AWS Glue will automatically detect new data in S3 buckets so long as it's within your existing folders (partitions).

If data is added to new folders (partitions), you need to reload your partitions using MSCK REPAIR TABLE mytable;.

RobinL
  • 11,009
  • 8
  • 48
  • 68
  • 1
    It means if data is partitioned by date (year/month/day) and it comes continuously then before running a Glue job I have to run `MSCK REPAIR TABLE mytable;` at least once a day to be able to get latest data from a new 'day' folder. Is there a way to automate running the command (trigger)? Or invoke it from a Glue job script before processing? – Yuriy Bondaruk Apr 15 '18 at 13:24
  • I think probably a scheduled lambda may be the easiest way - see [here](https://stackoverflow.com/questions/47546670/how-to-make-msck-repair-table-execute-automatically-in-aws-athena). Another possibility is that you can use boto3 within the job running in Glue, so you should be able to use [this](http://boto3.readthedocs.io/en/latest/reference/services/athena.html#Athena.Client.start_query_execution) to execute the `MSCK REPAIR TABLE` command. – RobinL Apr 15 '18 at 13:38
  • 1
    Thanks a lot, it's very helpful!
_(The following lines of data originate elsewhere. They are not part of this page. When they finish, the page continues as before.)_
// SPDX-FileCopyrightText: 2026 Bruno Meilick
// SPDX-License-Identifier: LicenseRef-Nereid-FreeUse-NoCopy-NoDerivatives
//
// All rights reserved.
//
// This file is part of Inf and is proprietary software.
// Unauthorized copying, modification, or distribution is prohibited.

use std::collections::{BTreeMap, HashMap};

use crate::model::{Connection, Diagram, Node, NodeId, Point};

/// Pointer tolerance, in canvas pixels, for picking a connection line.
pub const DEFAULT_HIT_TOLERANCE: f64 = 10.0;

/// Resolves node ids to the node currently drawn for them.
pub trait NodeLookup {
    fn lookup_node(&self, node_id: NodeId) -> Option<&Node>;
}

impl NodeLookup for Diagram {
    fn lookup_node(&self, node_id: NodeId) -> Option<&Node> {
        self.node(node_id)
    }
}

impl NodeLookup for BTreeMap<NodeId, Node> {
    fn lookup_node(&self, node_id: NodeId) -> Option<&Node> {
        self.get(&node_id)
    }
}

impl NodeLookup for HashMap<NodeId, Node> {
    fn lookup_node(&self, node_id: NodeId) -> Option<&Node> {
        self.get(&node_id)
    }
}

/// Shortest distance from `point` to the segment `start..end`.
pub fn distance_to_point(point: Point, start: Point, end: Point) -> f64 {
    let dx = end.x - start.x;
    let dy = end.y - start.y;
    let length_sq = dx * dx + dy * dy;
    if length_sq == 0.0 {
        return point.distance_to(start);
    }

    let t = (((point.x - start.x) * dx + (point.y - start.y) * dy) / length_sq).clamp(0.0, 1.0);
    point.distance_to(Point::new(start.x + t * dx, start.y + t * dy))
}

/// The visible line of a connection, from outline to outline.
///
/// `None` when either endpoint is missing from `nodes`.
pub fn connection_segment(
    connection: &Connection,
    nodes: &impl NodeLookup,
) -> Option<(Point, Point)> {
    let from = nodes.lookup_node(connection.from_id())?;
    let to = nodes.lookup_node(connection.to_id())?;
    let start = from.edge_point(to.center());
    let end = to.edge_point(from.center());
    Some((start, end))
}

/// Finds the topmost connection whose line passes within `tolerance` of `point`.
///
/// Connections are drawn in sequence order, so the search runs back to front and the last drawn
/// match wins. Connections with dangling endpoints are skipped.
pub fn find_connection_at_point<'a>(
    connections: &'a [Connection],
    nodes: &impl NodeLookup,
    point: Point,
    tolerance: f64,
) -> Option<&'a Connection> {
    connections.iter().rev().find(|connection| {
        connection_segment(connection, nodes)
            .is_some_and(|(start, end)| distance_to_point(point, start, end) <= tolerance)
    })
}

#[cfg(test)]
mod tests {
    use std::collections::BTreeMap;

    use rstest::rstest;

    use super::{
        connection_segment, distance_to_point, find_connection_at_point, DEFAULT_HIT_TOLERANCE,
    };
    use crate::model::{
        fixtures, CanvasDefaults, Connection, ConnectionId, Diagram, Node, NodeId, Point,
    };

    const EPS: f64 = 1e-9;

    fn nodes(list: Vec<Node>) -> BTreeMap<NodeId, Node> {
        list.into_iter().map(|node| (node.id(), node)).collect()
    }

    fn conn(id: u64, from: u64, to: u64) -> Connection {
        Connection::new(ConnectionId::new(id), NodeId::new(from), NodeId::new(to))
    }

    #[rstest]
    #[case(Point::new(0.0, 0.0), Point::new(10.0, 0.0), 0.0)]
    #[case(Point::new(0.0, 0.0), Point::new(10.0, 0.0), 1.0)]
    #[case(Point::new(0.0, 0.0), Point::new(10.0, 0.0), 0.37)]
    #[case(Point::new(-4.0, 3.0), Point::new(8.0, -6.0), 0.5)]
    #[case(Point::new(1.5, 2.5), Point::new(1.5, 99.0), 0.81)]
    fn distance_is_zero_on_the_segment(#[case] start: Point, #[case] end: Point, #[case] t: f64) {
        let on = Point::new(start.x + t * (end.x - start.x), start.y + t * (end.y - start.y));
        assert!(distance_to_point(on, start, end) < EPS);
    }

    #[rstest]
    #[case(Point::new(3.0, 4.0))]
    #[case(Point::new(-7.5, 0.25))]
    #[case(Point::new(2.0, 2.0))]
    fn degenerate_segment_uses_point_distance(#[case] query: Point) {
        let p = Point::new(2.0, 2.0);
        let d = distance_to_point(query, p, p);
        assert!((d - query.distance_to(p)).abs() < EPS);
        assert!(d.is_finite());
    }

    #[rstest]
    #[case(Point::new(5.0, 5.0))]
    #[case(Point::new(-3.0, 1.0))]
    #[case(Point::new(20.0, -2.0))]
    fn distance_is_symmetric_in_segment_endpoints(#[case] query: Point) {
        let a = Point::new(0.0, 0.0);
        let b = Point::new(10.0, 2.0);
        assert!((distance_to_point(query, a, b) - distance_to_point(query, b, a)).abs() < EPS);
    }

    #[test]
    fn distance_clamps_to_the_nearest_endpoint() {
        let a = Point::new(0.0, 0.0);
        let b = Point::new(10.0, 0.0);
        assert!((distance_to_point(Point::new(13.0, 4.0), a, b) - 5.0).abs() < EPS);
        assert!((distance_to_point(Point::new(-3.0, -4.0), a, b) - 5.0).abs() < EPS);
        assert!((distance_to_point(Point::new(5.0, 7.0), a, b) - 7.0).abs() < EPS);
    }

    #[test]
    fn no_connections_means_no_match() {
        let lookup = nodes(vec![Node::rectangle(NodeId::new(1), 0.0, 0.0, 10.0, 10.0)]);
        assert!(find_connection_at_point(&[], &lookup, Point::new(5.0, 5.0), 10.0).is_none());
    }

    #[test]
    fn segment_runs_between_outlines_not_centers() {
        let lookup = nodes(vec![
            Node::rectangle(NodeId::new(1), 0.0, 0.0, 100.0, 50.0),
            Node::rectangle(NodeId::new(2), 300.0, 0.0, 100.0, 50.0),
        ]);
        let (start, end) = connection_segment(&conn(3, 1, 2), &lookup).expect("segment");
        assert!(start.distance_to(Point::new(100.0, 25.0)) < EPS);
        assert!(end.distance_to(Point::new(300.0, 25.0)) < EPS);
    }

    #[test]
    fn point_inside_source_node_does_not_hit_the_line() {
        let lookup = nodes(vec![
            Node::rectangle(NodeId::new(1), 0.0, 0.0, 100.0, 50.0),
            Node::rectangle(NodeId::new(2), 300.0, 0.0, 100.0, 50.0),
        ]);
        let connections = [conn(3, 1, 2)];
        // On the center line but well inside node 1, farther than the tolerance from its outline.
        let inside = Point::new(50.0, 25.0);
        assert!(find_connection_at_point(&connections, &lookup, inside, 10.0).is_none());
        let near = Point::new(200.0, 30.0);
        assert!(find_connection_at_point(&connections, &lookup, near, 10.0).is_some());
    }

    #[test]
    fn far_point_misses_every_connection() {
        let diagram = Diagram::from_document(fixtures::three_node_chain(), CanvasDefaults::default());
        let hit = find_connection_at_point(
            diagram.connections(),
            &diagram,
            Point::new(200.0, 400.0),
            DEFAULT_HIT_TOLERANCE,
        );
        assert!(hit.is_none());
    }

    #[test]
    fn hit_within_tolerance_returns_that_connection() {
        let diagram = Diagram::from_document(fixtures::three_node_chain(), CanvasDefaults::default());
        let hit = find_connection_at_point(
            diagram.connections(),
            &diagram,
            Point::new(500.0, 32.0),
            DEFAULT_HIT_TOLERANCE,
        )
        .expect("hit");
        assert_eq!(hit.id(), ConnectionId::new(5));
    }

    #[test]
    fn overlapping_connections_resolve_to_the_last_drawn() {
        let lookup = nodes(vec![
            Node::rectangle(NodeId::new(1), 0.0, 0.0, 100.0, 50.0),
            Node::rectangle(NodeId::new(2), 300.0, 0.0, 100.0, 50.0),
        ]);
        let connections = [conn(3, 1, 2), conn(4, 2, 1)];
        let hit = find_connection_at_point(&connections, &lookup, Point::new(200.0, 25.0), 10.0)
            .expect("hit");
        assert_eq!(hit.id(), ConnectionId::new(4));
    }

    #[test]
    fn dangling_connections_are_skipped() {
        let lookup = nodes(vec![
            Node::rectangle(NodeId::new(1), 0.0, 0.0, 100.0, 50.0),
            Node::rectangle(NodeId::new(2), 300.0, 0.0, 100.0, 50.0),
        ]);
        // Drawn last but references a node that no longer exists.
        let connections = [conn(3, 1, 2), conn(4, 1, 99)];
        let hit = find_connection_at_point(&connections, &lookup, Point::new(200.0, 25.0), 10.0)
            .expect("hit");
        assert_eq!(hit.id(), ConnectionId::new(3));

        let only_dangling = [conn(4, 98, 99)];
        assert!(
            find_connection_at_point(&only_dangling, &lookup, Point::new(200.0, 25.0), 10.0)
                .is_none()
        );
    }
}
// SPDX-FileCopyrightText: 2026 Bruno Meilick
// SPDX-License-Identifier: LicenseRef-Nereid-FreeUse-NoCopy-NoDerivatives
//
// All rights reserved.
//
// This file is part of Inf and is proprietary software.
// Unauthorized copying, modification, or distribution is prohibited.

pub const AVAILABLE_FONTS: &[&str] = &[
    "Arial",
    "Helvetica",
    "Verdana",
    "Trebuchet MS",
    "Georgia",
    "Times New Roman",
    "Courier New",
    "Monaco",
    "Comic Sans MS",
];

#[derive(Debug, Clone, Copy, PartialEq, Eq)]
pub struct FontOption {
    pub name: &'static str,
    pub selected: bool,
}

/// Options for the font selector with `current` marked. An unknown font leaves nothing selected.
pub fn font_options(current: &str) -> Vec<FontOption> {
    let options: Vec<FontOption> = AVAILABLE_FONTS
        .iter()
        .map(|&name| FontOption {
            name,
            selected: name == current,
        })
        .collect();

    if !options.iter().any(|option| option.selected) {
        tracing::debug!(font = current, "configured font is not in the font list");
    }
    options
}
However, I started thinking about reading directly from s3 instead of Data Catalog in Glue job so that I always have the latest data without a need to run additional commands. – Yuriy Bondaruk Apr 15 '18 at 13:56
  • Yes, that's another good approach. For raw /intermediate data we also often just use spark.read.csv or similar rather than bothering to load into catalog – RobinL Apr 15 '18 at 15:13
  • Very useful answer @RobinL, does that mean if for example, crawler points to a folder (say, Parent folder) and this Parent has multiple subfolders (say abc, xyz,etc.), now if we add another subfolder (say, pqr) then would the file inside pqr subfolder be automatically detected by crawler (i.e without running it again)? thanks – pc_pyr Sep 11 '20 at 15:48
  • @pc_pyr yes, so long as you run `MSCK REPAIR TABLE mytable;` to detect the new folder, and the schema of the file inside `pqr` is the same as the schema of the files inside `abc` `xyz` . – RobinL Sep 12 '20 at 10:09
  • you can also schedule the glue crawler; https://docs.aws.amazon.com/AWSCloudFormation/latest/UserGuide/aws-properties-glue-crawler-schedule.html – Vincent Claes Feb 03 '21 at 10:09
0

It's necessary to run the crawler prior to the job.

The crawler replaces Athena MSCK REPAIR TABLE and also updates the table with new columns as they're added.

Ricardo Mayerhofer
  • 2,121
  • 20
  • 22